The landmark nomination form, dated 7 December 1983, reads in part:

California Hall is significant as a finely detailed example of a rarely seen architectural style in San Francisco and as one of a limited number of structures associated with this city's German Community. Constructed in 1912 from funds raised by German societies, the building served as a social center for the community.

The hall opened in December of 1912 in an elaborate celebration with a message from Kaiser Wilhelm.

The design of the structure is reminiscent of Heidelberg Castle in Germany.

Other structures related to the German presence in San Francisco include St. Mark's Church, St. Paulus Lutheran Church and St. Boniface Church. [Webmaster note: St. Paulus Lutheran Church was destroyed by fire in 1995.]

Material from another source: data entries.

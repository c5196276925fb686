use std::ffi::OsStr;

/// Environment variables whose name contains this marker switch discovery on.
pub const DISCOVERY_ENV_MARKER: &str = "CONSUL_";

/// Decide once, at boot, whether the process should talk to the registry.
///
/// Only the variable names matter, values are ignored.
pub fn enabled_from_env() -> bool {
    enabled_from_vars(std::env::vars_os())
}

pub fn enabled_from_vars<I, K, V>(vars: I) -> bool
where
    I: IntoIterator<Item = (K, V)>,
    K: AsRef<OsStr>,
{
    vars.into_iter()
        .any(|(name, _)| name.as_ref().to_string_lossy().contains(DISCOVERY_ENV_MARKER))
}
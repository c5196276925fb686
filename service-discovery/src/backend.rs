use std::fmt;
use std::time::Duration;

use async_trait::async_trait;

use crate::error::BackendError;

/// How the registry decides whether a registered service is alive.
#[derive(Debug, Clone, PartialEq, Eq)]
pub enum HealthCheck {
    /// The service must report within the window or it is marked critical.
    Ttl(Duration),
    /// The registry polls the url itself.
    Http { url: String, interval: Duration },
}

/// A service record as handed to the registry. Built per call, never retained.
#[derive(Debug, Clone, PartialEq, Eq)]
pub struct ServiceRegistration {
    pub name: String,
    pub id: String,
    pub port: u16,
    /// Order matters: caller tags first, the version tag last.
    pub tags: Vec<String>,
    pub check: Option<HealthCheck>,
}

/// Outcome reported for a TTL check.
#[derive(Debug, Clone, PartialEq, Eq)]
pub enum HealthSignal {
    Passing,
    Failing(String),
}

impl HealthSignal {
    /// Diagnostic text attached to the signal, empty when passing.
    pub fn message(&self) -> &str {
        match self {
            HealthSignal::Passing => "",
            HealthSignal::Failing(message) => message,
        }
    }

    pub fn is_passing(&self) -> bool {
        matches!(self, HealthSignal::Passing)
    }
}

impl fmt::Display for HealthSignal {
    fn fmt(&self, f: &mut fmt::Formatter) -> fmt::Result {
        match self {
            HealthSignal::Passing => write!(f, "passing"),
            HealthSignal::Failing(message) => write!(f, "failing: {}", message),
        }
    }
}

/// The three operations the lifecycle facade needs from a discovery backend.
///
/// Implementations are shared behind an `Arc` and must tolerate concurrent
/// calls, even though the facade itself issues them sequentially.
#[async_trait]
pub trait RegistryBackend: Send + Sync {
    async fn register(&self, registration: &ServiceRegistration) -> Result<(), BackendError>;
    async fn deregister(&self, service_id: &str) -> Result<(), BackendError>;
    async fn report_health(
        &self,
        service_id: &str,
        signal: &HealthSignal,
    ) -> Result<(), BackendError>;
}

/// Backend used when discovery is disabled: accepts everything, sends nothing.
#[derive(Debug, Clone, Copy, Default)]
pub struct NoopBackend;

#[async_trait]
impl RegistryBackend for NoopBackend {
    async fn register(&self, registration: &ServiceRegistration) -> Result<(), BackendError> {
        tracing::debug!("discovery disabled, not registering {}", registration.id);
        Ok(())
    }

    async fn deregister(&self, service_id: &str) -> Result<(), BackendError> {
        tracing::debug!("discovery disabled, not deregistering {}", service_id);
        Ok(())
    }

    async fn report_health(
        &self,
        _service_id: &str,
        _signal: &HealthSignal,
    ) -> Result<(), BackendError> {
        Ok(())
    }
}

/// Render a duration the way the registry parses it, e.g. `5s` or `250ms`.
pub fn format_duration(duration: Duration) -> String {
    if duration.subsec_nanos() == 0 {
        format!("{}s", duration.as_secs())
    } else {
        format!("{}ms", duration.as_millis())
    }
}

#[cfg(test)]
mod tests {
    use super::*;

    #[test]
    fn health_signal_messages() {
        assert_eq!(HealthSignal::Passing.message(), "");
        assert!(HealthSignal::Passing.is_passing());

        let failing = HealthSignal::Failing("connection refused".to_owned());
        assert_eq!(failing.message(), "connection refused");
        assert!(!failing.is_passing());
        assert_eq!(failing.to_string(), "failing: connection refused");
    }

    #[test]
    fn formats_durations() {
        assert_eq!(format_duration(Duration::from_secs(5)), "5s");
        assert_eq!(format_duration(Duration::from_secs(90)), "90s");
        assert_eq!(format_duration(Duration::from_millis(1500)), "1500ms");
    }

    #[tokio::test]
    async fn noop_backend_accepts_everything() {
        let backend = NoopBackend;
        let registration = ServiceRegistration {
            name: "api".to_owned(),
            id: "api-1".to_owned(),
            port: 8080,
            tags: vec![],
            check: None,
        };

        assert!(backend.register(&registration).await.is_ok());
        assert!(backend
            .report_health("api-1", &HealthSignal::Failing("down".to_owned()))
            .await
            .is_ok());
        assert!(backend.deregister("api-1").await.is_ok());
    }
}
pub mod address;
pub mod backend;
pub mod consul;
pub mod discovery;
pub mod enablement;
pub mod error;
pub mod heartbeat;
pub mod metrics;

pub use backend::{HealthCheck, HealthSignal, NoopBackend, RegistryBackend, ServiceRegistration};
pub use discovery::{Discovery, PRIMARY_CHECK_TTL};
pub use enablement::enabled_from_env;
pub use error::{BackendError, ConfigError, MetricsError, Operation, RegistryError};
//! Lifecycle facade over a registry backend.
//!
//! Every registry-facing operation is a successful no-op when discovery is
//! disabled, so callers can drive the full lifecycle unconditionally:
//! start metrics, register, report health repeatedly, deregister, stop metrics.
use std::error::Error;
use std::net::SocketAddr;
use std::sync::Arc;
use std::time::Duration;

use metrics_exporter_prometheus::PrometheusHandle;
use tracing::{debug, info, warn};

use crate::address::parse_port;
use crate::backend::{HealthCheck, HealthSignal, RegistryBackend, ServiceRegistration};
use crate::error::{BackendError, ConfigError, Operation, RegistryError};
use crate::metrics::{app, MetricsTask};

/// TTL of the primary service check. Health must be reported more often than this.
pub const PRIMARY_CHECK_TTL: Duration = Duration::from_secs(5);

/// Tag carried by the metrics endpoint registration.
pub const METRICS_TAG: &str = "prom";

struct MetricsRegistration {
    id: String,
    port: u16,
}

pub struct Discovery {
    enabled: bool,
    service_name: String,
    service_id: String,
    service_port: Option<u16>,
    backend: Arc<dyn RegistryBackend>,
    recorder: Option<PrometheusHandle>,
    metrics: Option<MetricsRegistration>,
    metrics_task: Option<MetricsTask>,
}

impl Discovery {
    /// Build a facade, failing if no port can be read from `listen_address`.
    pub fn new(
        enabled: bool,
        listen_address: &str,
        backend: Arc<dyn RegistryBackend>,
        service_name: &str,
        service_id: &str,
    ) -> Result<Self, ConfigError> {
        let port = parse_port(listen_address)?;

        Ok(Self::with_port(
            enabled,
            Some(port),
            backend,
            service_name,
            service_id,
        ))
    }

    /// Build a facade even if `listen_address` carries no usable port.
    ///
    /// Without a port the primary service can't be registered: `register`,
    /// `deregister` and `send_health_check` then succeed without doing anything.
    /// The metrics registration uses its own port and is unaffected.
    pub fn new_lenient(
        enabled: bool,
        listen_address: &str,
        backend: Arc<dyn RegistryBackend>,
        service_name: &str,
        service_id: &str,
    ) -> Self {
        let port = match parse_port(listen_address) {
            Ok(port) => Some(port),
            Err(err) => {
                warn!("{}, service {} will not be registered", err, service_id);
                None
            }
        };

        Self::with_port(enabled, port, backend, service_name, service_id)
    }

    fn with_port(
        enabled: bool,
        service_port: Option<u16>,
        backend: Arc<dyn RegistryBackend>,
        service_name: &str,
        service_id: &str,
    ) -> Self {
        Self {
            enabled,
            service_name: service_name.to_owned(),
            service_id: service_id.to_owned(),
            service_port,
            backend,
            recorder: None,
            metrics: None,
            metrics_task: None,
        }
    }

    /// Render this recorder on the `/metrics` route of the metrics endpoint.
    pub fn with_metrics_recorder(mut self, recorder: PrometheusHandle) -> Self {
        self.recorder = Some(recorder);
        self
    }

    pub fn is_enabled(&self) -> bool {
        self.enabled
    }

    pub fn service_name(&self) -> &str {
        &self.service_name
    }

    pub fn service_id(&self) -> &str {
        &self.service_id
    }

    pub fn service_port(&self) -> Option<u16> {
        self.service_port
    }

    /// Start serving metrics on `0.0.0.0:monitor_port` and register that
    /// endpoint as its own service.
    ///
    /// The listener runs in a background task: a bind failure is not returned
    /// here but published through the task handle, see [`Self::take_metrics_task`].
    pub async fn start_metrics(
        &mut self,
        monitor_port: u16,
        metrics_service_id: &str,
    ) -> Result<(), RegistryError> {
        if !self.enabled {
            return Ok(());
        }
        if metrics_service_id == self.service_id {
            return Err(RegistryError::DuplicateServiceId(
                metrics_service_id.to_owned(),
            ));
        }

        let router = app(&self.service_name, self.recorder.clone());
        let bind = SocketAddr::from(([0, 0, 0, 0], monitor_port));
        self.metrics_task = Some(MetricsTask::spawn(router, bind));

        self.metrics = Some(MetricsRegistration {
            id: metrics_service_id.to_owned(),
            port: monitor_port,
        });

        let registration = ServiceRegistration {
            name: self.service_name.clone(),
            id: metrics_service_id.to_owned(),
            port: monitor_port,
            tags: vec![METRICS_TAG.to_owned()],
            check: None,
        };
        let result = self.backend.register(&registration).await;
        self.observe(Operation::Register, metrics_service_id, result)?;

        info!(
            "registered metrics service {} on port {}",
            metrics_service_id, monitor_port
        );
        Ok(())
    }

    /// Hand the metrics listener over to whoever supervises the process.
    pub fn take_metrics_task(&mut self) -> Option<MetricsTask> {
        self.metrics_task.take()
    }

    /// Deregister the metrics endpoint. Does nothing if metrics were never started.
    pub async fn stop_metrics(&self) -> Result<(), RegistryError> {
        if !self.enabled {
            return Ok(());
        }
        let Some(metrics) = &self.metrics else {
            debug!("metrics were not started, nothing to deregister");
            return Ok(());
        };

        let result = self.backend.deregister(&metrics.id).await;
        self.observe(Operation::Deregister, &metrics.id, result)?;

        info!(
            "deregistered metrics service {} on port {}",
            metrics.id, metrics.port
        );
        Ok(())
    }

    /// Register the primary service with a TTL check. `version`, when not
    /// empty, is appended after the caller's tags.
    pub async fn register(&self, mut tags: Vec<String>, version: &str) -> Result<(), RegistryError> {
        if !self.enabled {
            return Ok(());
        }
        let Some(port) = self.service_port else {
            debug!("no service port, not registering {}", self.service_id);
            return Ok(());
        };

        if !version.is_empty() {
            tags.push(version.to_owned());
        }

        let registration = ServiceRegistration {
            name: self.service_name.clone(),
            id: self.service_id.clone(),
            port,
            tags,
            check: Some(HealthCheck::Ttl(PRIMARY_CHECK_TTL)),
        };
        let result = self.backend.register(&registration).await;
        self.observe(Operation::Register, &self.service_id, result)?;

        info!(
            "registered service {} ({}) on port {} with tags {:?}",
            self.service_id, self.service_name, port, registration.tags
        );
        Ok(())
    }

    /// Deregister the primary service. A second call surfaces whatever the
    /// backend answers for an unknown id.
    pub async fn deregister(&self) -> Result<(), RegistryError> {
        if !self.enabled || self.service_port.is_none() {
            return Ok(());
        }

        let result = self.backend.deregister(&self.service_id).await;
        self.observe(Operation::Deregister, &self.service_id, result)?;

        info!("deregistered service {}", self.service_id);
        Ok(())
    }

    /// Feed the TTL check: passing when `observed` is `None`, failing with the
    /// error text otherwise. Must be called more often than [`PRIMARY_CHECK_TTL`].
    pub async fn send_health_check(
        &self,
        observed: Option<&dyn Error>,
    ) -> Result<(), RegistryError> {
        if !self.enabled || self.service_port.is_none() {
            return Ok(());
        }

        let signal = match observed {
            Some(err) => HealthSignal::Failing(err.to_string()),
            None => HealthSignal::Passing,
        };
        let result = self.backend.report_health(&self.service_id, &signal).await;
        self.observe(Operation::HealthCheck, &self.service_id, result)?;

        match signal {
            HealthSignal::Passing => debug!("service {} is passing", self.service_id),
            HealthSignal::Failing(ref message) => {
                warn!("service {} reported failing: {}", self.service_id, message)
            }
        }
        Ok(())
    }

    fn observe(
        &self,
        operation: Operation,
        service_id: &str,
        result: Result<(), BackendError>,
    ) -> Result<(), RegistryError> {
        let outcome = if result.is_ok() { "success" } else { "error" };
        let labels = [
            ("operation", operation.as_str().to_owned()),
            ("outcome", outcome.to_owned()),
        ];
        metrics::counter!("discovery_registry_calls_total", &labels).increment(1);

        result.map_err(|source| {
            let err = RegistryError::Backend {
                operation,
                service_id: service_id.to_owned(),
                source,
            };
            warn!("{}", err);
            err
        })
    }
}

Frank Norris' pitiable dentist, McTeague, lived on Polk Street a few blocks north of California Hall. Here is how Norris described the ladies who shopped on Polk Street before the 1906 Earthquake and Fire destroyed their flamboyant mansions on Van Ness Avenue:
Towards eleven o'clock the ladies from the great avenue a block above Polk Street made their appearance, promenading the sidewalks leisurely, deliberately. They were at their morning's marketing. They were handsome women, beautifully dressed. They knew by name their butchers and grocers and vegetable men. From his window McTeague saw them in front of the stalls, gloved and veiled and daintily shod, the subservient provision men at their elbows, scribbling hastily in the order books. They all seemed to know one another, these grand ladies from the fashionable avenue. Meetings took place here and there; a conversation was begun; others arrived; groups were formed; little impromptu receptions were held before the chopping blocks of butchers' stalls, or on the sidewalk, around boxes of berries and fruit....McTeague, Chapter 1
On December 31, 1964, the Council on Religion and the Homosexual held a costume party at California raise money for the new organization. When the ministers informed the San Francisco Police Department of their intentions, the SFPD attempted to force the rented hall's owners to cancel the event. After a further meeting between the ministers and police, which resulted in an agreement not to interfere with the dance, guests arrived to find police snapping pictures of each of them as they entered and left, in a blatant attempt to intimidate....

Read more at Wikipedia.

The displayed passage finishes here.